CDU-Landtagsabgeordnete im Gespräch mit Justizminister Busemann. Die CDU-Landtagsabgeordneten Helmut Dammann-Tamke, Heiner Ehlen, Mechthild Ross-Luttmann und Kai Seefried haben in einem persönlichen Gespräch auf die aktuelle Situation im Bereich des Bezirkes des Landgerichtes Stade hingewiesen. Vorausgegangen war Ende April eine Veranstaltung mit Vertretern der Politik sowie Richtern und Staatsanwälten im Bezirk Stade an dem Seefried, Dammann-Tamke und Ehlen für die CDU-Landtagsfraktion teilgenommen haben. In dieser Veranstaltung wurde sehr deutlich, dass unter anderem durch die auch überregional  bekannten Großverhandlungen die Arbeitsbelastung im Landgerichtsbezirk Stade überdurchschnittlich hoch ist. Auch landesweite Vergleiche belegen, dass sowohl an den Amtsgerichten wie beim Landgericht die höchste Arbeitsbelastung landesweit vorliegt. Auf Bitten der CDU-Abgeordneten hat das Niedersächsische Justizministerium die Zahlen nochmals genau überprüft. Im Gespräch mit Justizminister Busemann und der Abgeordneten Mechthild Ross-Luttmann die Vorsitzende des zuständigen Landtagsausschusses für Rechts- und Verfassungsfragen ist, berichteten die Abgeordneten über ihre Eindrücke aus der Veranstaltung in Stade.

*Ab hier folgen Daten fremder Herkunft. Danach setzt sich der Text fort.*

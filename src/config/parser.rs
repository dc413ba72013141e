use std::path::Path;
use crate::errors::ReportError;
use super::types::MonitorConfig;
use super::schema::CONFIG_SCHEMA;
use tracing::warn;

const MAX_CONFIG_BYTES: u64 = 1_048_576;

pub async fn parse_config(path: &Path) -> Result<MonitorConfig, ReportError> {
    if !path.exists() {
        return Err(ReportError::Config(format!("Config file not found: {}", path.display())));
    }

    let metadata = tokio::fs::metadata(path).await?;
    if metadata.len() > MAX_CONFIG_BYTES {
        return Err(ReportError::Config("Config file exceeds 1MB limit".into()));
    }

    let content = tokio::fs::read_to_string(path).await?;
    parse_config_str(&content)
}

pub fn parse_config_str(content: &str) -> Result<MonitorConfig, ReportError> {
    // An empty file is a valid, empty config.
    if content.trim().is_empty() {
        return Ok(MonitorConfig::default());
    }
    let yaml: serde_yaml::Value = serde_yaml::from_str(content)?;
    if yaml.is_null() {
        return Ok(MonitorConfig::default());
    }

    let warnings = schema_warnings(&yaml)?;
    for msg in &warnings {
        warn!(validation_error = %msg, "Config schema warning");
    }

    let config: MonitorConfig = serde_yaml::from_value(yaml)?;
    validate_conflicts(&config)?;
    Ok(config)
}

/// Structural problems found by the JSON schema. Advisory only.
pub fn schema_warnings(yaml: &serde_yaml::Value) -> Result<Vec<String>, ReportError> {
    let json_value = serde_json::to_value(yaml)
        .map_err(|e| ReportError::Config(format!("Config conversion error: {}", e)))?;

    let compiled = jsonschema::JSONSchema::compile(&CONFIG_SCHEMA)
        .map_err(|e| ReportError::Config(format!("Schema compilation error: {}", e)))?;

    let messages = match compiled.validate(&json_value) {
        Ok(()) => Vec::new(),
        Err(errors) => errors.map(|e| format!("{} at {}", e, e.instance_path)).collect(),
    };
    Ok(messages)
}

/// Reject values that would only fail later, at request time.
fn validate_conflicts(config: &MonitorConfig) -> Result<(), ReportError> {
    if let Some(base_url) = config.llm_base_url() {
        if !(base_url.starts_with("http://") || base_url.starts_with("https://")) {
            return Err(ReportError::Config(format!(
                "llm.base_url must be an http(s) URL, got '{}'",
                base_url
            )));
        }
    }

    if let Some(model) = config.llm_model() {
        if model.trim().is_empty() || model.contains('/') {
            return Err(ReportError::Config(format!("Invalid llm.model '{}'", model)));
        }
    }

    if config.server_port() == Some(0) {
        return Err(ReportError::Config("server.port must be between 1 and 65535".into()));
    }

    if let Some(key) = config.llm_api_key() {
        if !key.is_empty() && !key.starts_with('$') {
            warn!("llm.api_key is stored in plain text; prefer a $VARIABLE reference");
        }
    }

    Ok(())
}

#[cfg(test)]
mod tests {
    use super::*;
    use crate::config::{LLMConfig, ServerConfig};

    #[test]
    fn test_parse_full_config() {
        let yaml = r#"
llm:
  model: gemini-2.5-flash
  api_key: $GEMINI_API_KEY
  base_url: https://generativelanguage.googleapis.com
prompt_file: prompts/custom.txt
output:
  directory: reports
server:
  host: 0.0.0.0
  port: 8080
"#;
        let config = parse_config_str(yaml).unwrap();
        assert_eq!(config.llm_model(), Some("gemini-2.5-flash"));
        assert_eq!(config.prompt_file.as_deref(), Some("prompts/custom.txt"));
        assert_eq!(config.output_directory(), Some("reports"));
        assert_eq!(config.server_port(), Some(8080));
    }

    #[test]
    fn test_empty_config_is_default() {
        assert_eq!(parse_config_str("  \n").unwrap(), MonitorConfig::default());
    }

    #[test]
    fn test_comment_only_config_is_default() {
        assert_eq!(parse_config_str("# nothing yet\n").unwrap(), MonitorConfig::default());
    }

    #[test]
    fn test_unknown_keys_are_advisory() {
        let yaml: serde_yaml::Value = serde_yaml::from_str("scan:\n  intensity: high\n").unwrap();
        let warnings = schema_warnings(&yaml).unwrap();
        assert!(!warnings.is_empty());
        assert!(parse_config_str("scan:\n  intensity: high\n").is_ok());
    }

    #[test]
    fn test_conflicts_bad_base_url() {
        let config = MonitorConfig {
            llm: Some(LLMConfig {
                base_url: Some("ftp://example.com".into()),
                ..Default::default()
            }),
            ..Default::default()
        };
        assert!(matches!(validate_conflicts(&config), Err(ReportError::Config(_))));
    }

    #[test]
    fn test_conflicts_port_zero() {
        let config = MonitorConfig {
            server: Some(ServerConfig { host: None, port: Some(0) }),
            ..Default::default()
        };
        assert!(validate_conflicts(&config).is_err());
    }

    #[test]
    fn test_conflicts_empty_config() {
        assert!(validate_conflicts(&MonitorConfig::default()).is_ok());
    }

    #[test]
    fn test_malformed_yaml_is_error() {
        assert!(matches!(parse_config_str("llm: [unclosed"), Err(ReportError::Yaml(_))));
    }

    #[tokio::test]
    async fn test_missing_file() {
        let err = parse_config(Path::new("/nonexistent/arka.yaml")).await.unwrap_err();
        assert!(matches!(err, ReportError::Config(_)));
    }
}
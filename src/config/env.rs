use std::env;
use std::path::PathBuf;

fn fallback_dotenv_path(arka_home: Option<PathBuf>, home_dir: Option<PathBuf>) -> Option<PathBuf> {
    let base = arka_home.or(home_dir)?;
    Some(base.join(".arka/.env"))
}

/// Load `.env` from the working directory, falling back to
/// `$ARKA_HOME/.arka/.env` or `~/.arka/.env`.
pub fn load_dotenv() {
    if dotenvy::dotenv().is_ok() {
        return;
    }

    let fallback = fallback_dotenv_path(
        env::var_os("ARKA_HOME").map(PathBuf::from),
        dirs::home_dir(),
    );

    let Some(path) = fallback else {
        return;
    };
    if path.is_file() {
        let _ = dotenvy::from_path(&path);
    }
}
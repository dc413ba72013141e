pub mod provider;
pub mod gemini;
pub mod types;

pub use provider::GroundedProvider;
pub use gemini::GeminiProvider;
pub use types::ProviderResponse;
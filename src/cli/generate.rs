use chrono::Local;
use console::style;
use tracing::info;

use crate::cli::commands::GenerateArgs;
use crate::cli::progress::{spinner, ANALYZING_MESSAGE};
use crate::cli::{load_config, print_written};
use crate::config::{Overrides, Settings};
use crate::errors::ReportError;
use crate::llm::GeminiProvider;
use crate::pipeline::generate_report;
use crate::prompts::{PromptLoader, PromptVariables};
use crate::reporting::render::render_document;
use crate::reporting::terminal::{render_recovered_sources, render_terminal};
use crate::reporting::write_exports;
use crate::utils::formatting::format_duration;

pub async fn handle_generate(
    args: GenerateArgs,
    config_path: Option<&str>,
    quiet: bool,
) -> Result<(), ReportError> {
    let config = load_config(config_path).await?;
    let overrides = Overrides {
        api_key: args.api_key.clone(),
        model: args.model.clone(),
        output_dir: args.output.clone(),
    };
    let settings = Settings::resolve(&config, &overrides)?;

    let prompt = PromptLoader::new(settings.prompt_file.clone())
        .render(&PromptVariables::for_date(Local::now().date_naive()))?;
    let provider = GeminiProvider::with_base_url(&settings.api_key, Some(settings.model.as_str()), &settings.base_url);

    let started = std::time::Instant::now();
    let bar = (!quiet).then(|| spinner(ANALYZING_MESSAGE));
    let result = generate_report(&provider, &prompt).await;
    if let Some(bar) = bar {
        bar.finish_and_clear();
    }

    let generated = match result {
        Ok(generated) => generated,
        Err(failure) => {
            if !failure.sources.is_empty() && !quiet {
                eprintln!("{}", render_recovered_sources(&failure.sources));
            }
            return Err(failure.error);
        }
    };

    if !quiet {
        let document = render_document(&generated.report, &generated.sources);
        println!("{}", render_terminal(&document));
        println!(
            "\n{} {}",
            style("Generado en").dim(),
            style(format_duration(started.elapsed().as_millis() as u64)).dim()
        );
    }

    let written = write_exports(&generated, &args.formats.formats(), &settings.output_dir).await?;
    info!(generation_id = %generated.generation_id, exports = written.len(), "Generate command finished");
    print_written(&written, quiet);
    Ok(())
}
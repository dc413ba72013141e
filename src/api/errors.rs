use axum::{http::StatusCode, response::IntoResponse, Json};
use serde_json::json;

use crate::errors::{ErrorCategory, ReportError};
use crate::pipeline::GenerationFailure;

fn status_for(category: ErrorCategory) -> StatusCode {
    match category {
        ErrorCategory::Network => StatusCode::SERVICE_UNAVAILABLE,
        ErrorCategory::Export => StatusCode::INTERNAL_SERVER_ERROR,
        _ => StatusCode::BAD_GATEWAY,
    }
}

impl IntoResponse for GenerationFailure {
    fn into_response(self) -> axum::response::Response {
        let status = status_for(self.classification.category);
        let body = json!({
            "error": self.classification.message,
            "category": self.classification.category.as_str(),
            "sources": self.sources,
        });
        (status, Json(body)).into_response()
    }
}

impl IntoResponse for ReportError {
    fn into_response(self) -> axum::response::Response {
        if self.is_local() {
            let status = match &self {
                ReportError::Config(_) => StatusCode::BAD_REQUEST,
                _ => StatusCode::INTERNAL_SERVER_ERROR,
            };
            return (status, Json(json!({"error": self.to_string()}))).into_response();
        }
        GenerationFailure::new(self, Vec::new()).into_response()
    }
}
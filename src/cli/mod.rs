pub mod commands;
pub mod export;
pub mod generate;
pub mod progress;
pub mod serve;

use std::path::{Path, PathBuf};

use console::style;

use crate::config::{parse_config, MonitorConfig};
use crate::errors::ReportError;

pub use commands::{Cli, Commands};

/// Parse the config file when one is given, otherwise use defaults.
pub async fn load_config(path: Option<&str>) -> Result<MonitorConfig, ReportError> {
    match path {
        Some(path) => parse_config(Path::new(path)).await,
        None => Ok(MonitorConfig::default()),
    }
}

pub async fn handle_validate(args: commands::ValidateArgs) -> Result<(), ReportError> {
    let path = PathBuf::from(&args.config);
    let _config = parse_config(&path).await?;
    println!("Configuration is valid: {}", args.config);
    Ok(())
}

fn print_written(paths: &[PathBuf], quiet: bool) {
    if quiet {
        return;
    }
    for path in paths {
        println!("{} {}", style("✓").green().bold(), path.display());
    }
}
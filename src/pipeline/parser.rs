use std::sync::LazyLock;

use regex::Regex;
use tracing::{debug, error};

use crate::errors::ReportError;
use crate::models::{Candidate, Report, ReportEnvelope};
use crate::utils::truncation::truncate_for_log;

/// Finish reason the provider reports when output was suppressed for safety.
pub const FINISH_REASON_SAFETY: &str = "SAFETY";

// A fence tagged `json`, lazily captured body, closing fence.
static JSON_FENCE_RE: LazyLock<Regex> =
    LazyLock::new(|| Regex::new(r"(?is)```json\s*(.*?)\s*```").unwrap());

// Any fence; only consulted when no `json` fence exists.
static FENCE_RE: LazyLock<Regex> =
    LazyLock::new(|| Regex::new(r"(?is)```(?:json)?\s*(.*?)\s*```").unwrap());

/// Reject envelopes that cannot hold a report before looking at any text.
///
/// A prompt-level block wins over everything else, then a missing candidate.
pub fn check_envelope(envelope: &ReportEnvelope) -> Result<&Candidate, ReportError> {
    if let Some(reason) = envelope.block_reason() {
        return Err(ReportError::PromptBlocked(reason.to_string()));
    }
    envelope.first_candidate().ok_or(ReportError::NoCandidate)
}

/// Raw model text: the direct accessor when non-empty, else the first
/// candidate's text parts joined with no separator.
pub fn extract_text(envelope: &ReportEnvelope) -> String {
    match envelope.text.as_deref() {
        Some(text) if !text.is_empty() => text.to_string(),
        _ => envelope
            .first_candidate()
            .map(Candidate::parts_text)
            .unwrap_or_default(),
    }
}

/// Interior of the first `json` fence, else of the first fence of any kind,
/// else the whole text. All three are trimmed.
pub fn extract_json_payload(raw: &str) -> &str {
    let body = JSON_FENCE_RE
        .captures(raw)
        .or_else(|| FENCE_RE.captures(raw))
        .and_then(|cap| cap.get(1));
    match body {
        Some(body) => body.as_str().trim(),
        None => raw.trim(),
    }
}

pub fn parse_report(payload: &str) -> Result<Report, ReportError> {
    serde_json::from_str(payload).map_err(|e| ReportError::InvalidJson(e.to_string()))
}

/// Run the ordered decision table over an envelope.
///
/// 1. prompt block reason  -> `PromptBlocked`
/// 2. no candidate         -> `NoCandidate`
/// 3. empty text + SAFETY  -> `SafetyBlocked`
/// 4. empty text           -> `EmptyResponse`
/// 5. unparsable payload   -> `InvalidJson`
pub fn parse_envelope(envelope: &ReportEnvelope) -> Result<Report, ReportError> {
    let candidate = check_envelope(envelope)?;

    let raw = extract_text(envelope);
    if raw.is_empty() {
        let finish_reason = candidate.finish_reason.clone();
        if finish_reason.as_deref() == Some(FINISH_REASON_SAFETY) {
            return Err(ReportError::SafetyBlocked);
        }
        return Err(ReportError::EmptyResponse { finish_reason });
    }

    let payload = extract_json_payload(&raw);
    debug!(raw_len = raw.len(), payload_len = payload.len(), "Extracted report payload");

    parse_report(payload).inspect_err(|e| {
        error!(error = %e, raw = %truncate_for_log(&raw), "Failed to parse report JSON");
    })
}
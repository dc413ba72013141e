use tracing::debug;

/// Resolve a credential value. A value starting with '$' names a variable
/// looked up through `lookup`; an unset variable leaves the literal in place.
pub fn resolve_credential_with<F>(value: &str, lookup: F) -> String
where
    F: Fn(&str) -> Option<String>,
{
    if let Some(var_name) = value.strip_prefix('$') {
        match lookup(var_name) {
            Some(resolved) => {
                debug!(var = %var_name, "Resolved credential from environment");
                resolved
            }
            None => {
                debug!(var = %var_name, "Environment variable not set, using literal");
                value.to_string()
            }
        }
    } else {
        value.to_string()
    }
}

/// Mask a secret for display, keeping at most the last four characters.
pub fn mask_secret(secret: &str) -> String {
    let count = secret.chars().count();
    if count <= 8 {
        return "[REDACTED]".to_string();
    }
    let tail: String = secret.chars().skip(count - 4).collect();
    format!("****{}", tail)
}
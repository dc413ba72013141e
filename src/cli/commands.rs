use std::path::PathBuf;

use clap::{Args, Parser, Subcommand};

use crate::reporting::ExportFormat;

#[derive(Parser)]
#[command(name = "arka", version, about = "Weekly strategic intelligence report on the Colombian health system")]
pub struct Cli {
    #[command(subcommand)]
    pub command: Commands,

    /// Increase log verbosity (repeat for more)
    #[arg(short, long, action = clap::ArgAction::Count, global = true)]
    pub verbose: u8,

    /// Suppress non-essential output
    #[arg(short, long, global = true)]
    pub quiet: bool,

    /// Disable colored output
    #[arg(long, global = true)]
    pub no_color: bool,

    /// YAML configuration file
    #[arg(short, long, global = true)]
    pub config: Option<String>,
}

#[derive(Subcommand)]
pub enum Commands {
    /// Generate this week's report
    Generate(GenerateArgs),
    /// Export a saved report JSON to other formats
    Export(ExportArgs),
    /// Start the HTTP API server
    Serve(ServeArgs),
    /// Validate a configuration file
    Validate(ValidateArgs),
}

/// Artifact selection shared by `generate` and `export`.
#[derive(Args, Clone, Debug, Default)]
pub struct FormatFlags {
    /// Write the Excel workbook
    #[arg(long)]
    pub xlsx: bool,

    /// Write the PDF document
    #[arg(long)]
    pub pdf: bool,

    /// Write a Markdown rendition
    #[arg(long)]
    pub markdown: bool,

    /// Write the report as JSON (reusable with `arka export`)
    #[arg(long)]
    pub json: bool,
}

impl FormatFlags {
    pub fn formats(&self) -> Vec<ExportFormat> {
        [
            (self.xlsx, ExportFormat::Xlsx),
            (self.pdf, ExportFormat::Pdf),
            (self.markdown, ExportFormat::Markdown),
            (self.json, ExportFormat::Json),
        ]
        .into_iter()
        .filter_map(|(on, format)| on.then_some(format))
        .collect()
    }
}

#[derive(Args, Clone)]
pub struct GenerateArgs {
    /// Output directory for exported files
    #[arg(short, long)]
    pub output: Option<PathBuf>,

    #[command(flatten)]
    pub formats: FormatFlags,

    /// Model identifier
    #[arg(long)]
    pub model: Option<String>,

    /// API key (or use GEMINI_API_KEY)
    #[arg(long)]
    pub api_key: Option<String>,
}

#[derive(Args, Clone)]
pub struct ExportArgs {
    /// Report JSON written by `arka generate --json`
    #[arg(short, long)]
    pub input: PathBuf,

    /// Output directory for exported files
    #[arg(short, long)]
    pub output: Option<PathBuf>,

    #[command(flatten)]
    pub formats: FormatFlags,
}

#[derive(Args, Clone)]
pub struct ServeArgs {
    /// Listen port
    #[arg(long)]
    pub port: Option<u16>,

    /// Listen address
    #[arg(long)]
    pub host: Option<String>,
}

#[derive(Args, Clone)]
pub struct ValidateArgs {
    /// Config file to validate
    pub config: String,
}
pub mod render;
pub mod terminal;
pub mod xlsx;
pub mod pdf;

use std::path::{Path, PathBuf};
use std::str::FromStr;

use tracing::info;

use crate::errors::ReportError;
use crate::pipeline::GeneratedReport;

/// Base name shared by every exported artifact.
pub const EXPORT_BASENAME: &str = "informe-estrategico-salud";

#[derive(Debug, Clone, Copy, PartialEq, Eq, Hash)]
pub enum ExportFormat {
    Pdf,
    Xlsx,
    Markdown,
    Json,
}

impl ExportFormat {
    pub fn extension(&self) -> &'static str {
        match self {
            Self::Pdf => "pdf",
            Self::Xlsx => "xlsx",
            Self::Markdown => "md",
            Self::Json => "json",
        }
    }

    pub fn label(&self) -> &'static str {
        match self {
            Self::Pdf => "PDF",
            Self::Xlsx => "Excel",
            Self::Markdown => "Markdown",
            Self::Json => "JSON",
        }
    }

    pub fn content_type(&self) -> &'static str {
        match self {
            Self::Pdf => "application/pdf",
            Self::Xlsx => "application/vnd.openxmlformats-officedocument.spreadsheetml.sheet",
            Self::Markdown => "text/markdown; charset=utf-8",
            Self::Json => "application/json",
        }
    }

    /// Static download name, e.g. `informe-estrategico-salud.pdf`.
    pub fn file_name(&self) -> String {
        format!("{}.{}", EXPORT_BASENAME, self.extension())
    }
}

impl std::fmt::Display for ExportFormat {
    fn fmt(&self, f: &mut std::fmt::Formatter<'_>) -> std::fmt::Result {
        f.write_str(self.extension())
    }
}

impl FromStr for ExportFormat {
    type Err = String;

    fn from_str(s: &str) -> Result<Self, Self::Err> {
        match s.trim().to_lowercase().as_str() {
            "pdf" => Ok(Self::Pdf),
            "xlsx" | "excel" => Ok(Self::Xlsx),
            "md" | "markdown" => Ok(Self::Markdown),
            "json" => Ok(Self::Json),
            other => Err(format!("unknown export format '{}' (expected pdf, xlsx, md, json)", other)),
        }
    }
}

/// Build the artifact bytes for one format.
pub fn export_bytes(generated: &GeneratedReport, format: ExportFormat) -> Result<Vec<u8>, ReportError> {
    match format {
        ExportFormat::Xlsx => xlsx::export_xlsx(&generated.report),
        ExportFormat::Pdf => {
            let document = render::render_document(&generated.report, &generated.sources);
            pdf::export_pdf(&document)
        }
        ExportFormat::Markdown => {
            let document = render::render_document(&generated.report, &generated.sources);
            Ok(document.to_markdown().into_bytes())
        }
        ExportFormat::Json => Ok(serde_json::to_vec_pretty(generated)?),
    }
}

/// Write each requested artifact into `dir`, creating it if needed.
pub async fn write_exports(
    generated: &GeneratedReport,
    formats: &[ExportFormat],
    dir: &Path,
) -> Result<Vec<PathBuf>, ReportError> {
    if formats.is_empty() {
        return Ok(Vec::new());
    }
    tokio::fs::create_dir_all(dir).await?;

    let mut written = Vec::with_capacity(formats.len());
    for format in formats {
        let bytes = export_bytes(generated, *format)?;
        let path = dir.join(format.file_name());
        tokio::fs::write(&path, &bytes).await?;
        info!(path = %path.display(), bytes = bytes.len(), format = %format, "Export written");
        written.push(path);
    }
    Ok(written)
}
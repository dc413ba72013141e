pub mod health;
pub mod reports;
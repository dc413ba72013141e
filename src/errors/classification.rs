use serde::Serialize;
use tracing::{error, warn};

use super::types::ReportError;
use crate::reporting::ExportFormat;

pub const MSG_NO_CANDIDATE: &str =
    "La respuesta de la IA no contiene un candidato válido. La respuesta pudo haber sido bloqueada por seguridad.";
pub const MSG_INVALID_JSON: &str = "La respuesta de la IA no tenía un formato JSON válido.";
pub const MSG_SAFETY_BLOCKED: &str = "La respuesta fue bloqueada por filtros de seguridad.";
pub const MSG_EMPTY_RESPONSE: &str = "La respuesta de la IA estaba vacía.";
pub const MSG_NETWORK: &str = "No se pudo conectar con el servicio de IA debido a un problema de red. Por favor, verifique su conexión a internet e inténtelo de nuevo.";
pub const MSG_UNAVAILABLE: &str = "No se pudo conectar con el servicio de IA. Inténtelo de nuevo más tarde.";
pub const MSG_EXPORT_PDF: &str = "Hubo un error al generar el PDF.";
pub const MSG_EXPORT_XLSX: &str = "Hubo un error al generar el archivo Excel.";

/// Substrings that identify a transport failure in free-form error text.
///
/// The provider exposes no structured code for these, so matching is
/// case-insensitive on the rendered message. A change in upstream wording
/// silently drops an error into `Unavailable`; the tests pin this list.
pub const NETWORK_SIGNATURES: &[&str] = &[
    "proxying failed",
    "failed to fetch",
    "error sending request",
    "connection refused",
    "dns error",
];

/// User-facing failure category. One per entry of the error taxonomy.
#[derive(Debug, Clone, Copy, PartialEq, Eq, Hash, Serialize)]
#[serde(rename_all = "snake_case")]
pub enum ErrorCategory {
    PolicyBlocked,
    NoCandidate,
    InvalidJson,
    SafetyBlocked,
    EmptyResponse,
    Network,
    Unavailable,
    Export,
}

impl ErrorCategory {
    pub fn as_str(&self) -> &'static str {
        match self {
            Self::PolicyBlocked => "policy_blocked",
            Self::NoCandidate => "no_candidate",
            Self::InvalidJson => "invalid_json",
            Self::SafetyBlocked => "safety_blocked",
            Self::EmptyResponse => "empty_response",
            Self::Network => "network",
            Self::Unavailable => "unavailable",
            Self::Export => "export",
        }
    }

    /// Domain categories carry a message that already reads well for the end
    /// user and passes through to the surface unchanged.
    pub fn is_domain(&self) -> bool {
        !matches!(self, Self::Unavailable)
    }
}

impl std::fmt::Display for ErrorCategory {
    fn fmt(&self, f: &mut std::fmt::Formatter<'_>) -> std::fmt::Result {
        f.write_str(self.as_str())
    }
}

#[derive(Debug, Clone, PartialEq, Eq)]
pub struct ErrorClassification {
    pub category: ErrorCategory,
    pub message: String,
}

impl ErrorClassification {
    fn new(category: ErrorCategory, message: impl Into<String>) -> Self {
        Self { category, message: message.into() }
    }
}

pub fn looks_like_network_failure(text: &str) -> bool {
    let lower = text.to_lowercase();
    NETWORK_SIGNATURES.iter().any(|sig| lower.contains(sig))
}

impl ReportError {
    /// Map this error to its user-facing category and localized message.
    pub fn classify(&self) -> ErrorClassification {
        match self {
            ReportError::PromptBlocked(reason) => ErrorClassification::new(
                ErrorCategory::PolicyBlocked,
                format!("La solicitud fue bloqueada por la API por: {}.", reason),
            ),
            ReportError::NoCandidate => {
                ErrorClassification::new(ErrorCategory::NoCandidate, MSG_NO_CANDIDATE)
            }
            ReportError::InvalidJson(_) => {
                ErrorClassification::new(ErrorCategory::InvalidJson, MSG_INVALID_JSON)
            }
            ReportError::SafetyBlocked => {
                ErrorClassification::new(ErrorCategory::SafetyBlocked, MSG_SAFETY_BLOCKED)
            }
            ReportError::EmptyResponse { finish_reason } => {
                let message = match finish_reason {
                    Some(reason) => {
                        format!("{} (Razón de finalización: {})", MSG_EMPTY_RESPONSE, reason)
                    }
                    None => MSG_EMPTY_RESPONSE.to_string(),
                };
                ErrorClassification::new(ErrorCategory::EmptyResponse, message)
            }
            ReportError::Network(_) => ErrorClassification::new(ErrorCategory::Network, MSG_NETWORK),
            ReportError::Export { format, .. } => {
                let message = match format {
                    ExportFormat::Pdf => MSG_EXPORT_PDF.to_string(),
                    ExportFormat::Xlsx => MSG_EXPORT_XLSX.to_string(),
                    other => format!("Hubo un error al generar el archivo {}.", other.label()),
                };
                ErrorClassification::new(ErrorCategory::Export, message)
            }
            other => {
                if looks_like_network_failure(&other.to_string()) {
                    ErrorClassification::new(ErrorCategory::Network, MSG_NETWORK)
                } else {
                    ErrorClassification::new(ErrorCategory::Unavailable, MSG_UNAVAILABLE)
                }
            }
        }
    }

    /// Classify and record the technical detail. Unclassified failures are
    /// logged at error level since their detail never reaches the user.
    pub fn classify_logged(&self) -> ErrorClassification {
        let classification = self.classify();
        if classification.category.is_domain() {
            warn!(
                category = classification.category.as_str(),
                error = %self,
                "Report generation failed"
            );
        } else {
            error!(error = %self, "Unclassified failure while generating report");
        }
        classification
    }
}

Der Justizminister bekundete ausdrücklich seine hohe Anerkennung für die Leistung der Richter aber auch der Staatsanwaltschaft im Bezirk Stade. Insbesondere die Großverhandlungen haben Stade in den vergangenen Jahren in einen besonderen Fokus gebracht. Der Minister ist sehr dankbar, dass trotz dieser zusätzlichen Belastungen vor Ort alle intensiv für einen reibungslosten und zügigen Ablauf sorgen. Im Gespräch mit den Abgeordneten sagte der Minister für den Landgerichtsbezirk Stade zu, noch in diesem Jahr im Zeitraum Juli bis August fünf neue Richter einzustellen. Drei davon sollen direkt dem Landgericht zugeordnet werden. Die beiden weiteren gehen an die Amtsgerichte im Bezirk. Ein weiteres Thema war die Raumsituation im Landgericht. Wie sich bei den letzten Großverhandlungen zeigte, reichen die Raumkapazitäten am Standort Stade nicht aus und mehrfach musste auf Räumlichkeiten am OLG Celle zurückgegriffen werden. Der Justizminister teilt hier die Auffassung der CDU-Abgeordneten und auch die Wünsche des Landgerichtspräsidenten Fitting, dass durch die Schließung der JVA  in Stade sich eine Chance für das Landgericht ergibt. Hier soll es durch Umbauten der JVA zu einer Verbesserung der Raumsituation im Landgericht kommen, auch neue Verhandlungsräume können so entstehen. In der Veranstaltung in Stade wurde ein weiteres wichtiges Thema angesprochen und zwar ein weiterer Abbau der Bürokratie. Hier ist zum Beispiel der Richtervorbehalt bei Blutentnahmen ein Dauerthema. Niedersachsen hat hier bereits vor mehreren Jahren einen Antrag in den Bundesrat eingebracht um den Richtervorbehalt bei Blutentnahmen abzuschaffen. Justizminister Busemann machte im Gespräch deutlich, dass er weiterhin darauf drängen wird, dass diese Initiative Niedersachsens, die ihm auch eine Herzensangelegenheit ist, weiterverfolgt wird. Die Gesetzgebungskompetenz liegt hier beim Deutschen Bundestag. Die CDU-Landtagsabgeordneten wollen daher auch bereits mit den Bundestagsabgeordneten ins Gespräch kommen und haben sich bereits mit dem CDU-Bundestagsabgeordneten Michael Grosse-Brömer zum Gespräch getroffen. Der Vorsitzende der Niedersächsischen CDU-Landesgruppe ist Mitglied im Rechtsausschuss des Bundestages. Er hat sofort zugesagt für weitere Gespräche mit der Richterschaft zur Verfügung zu stehen.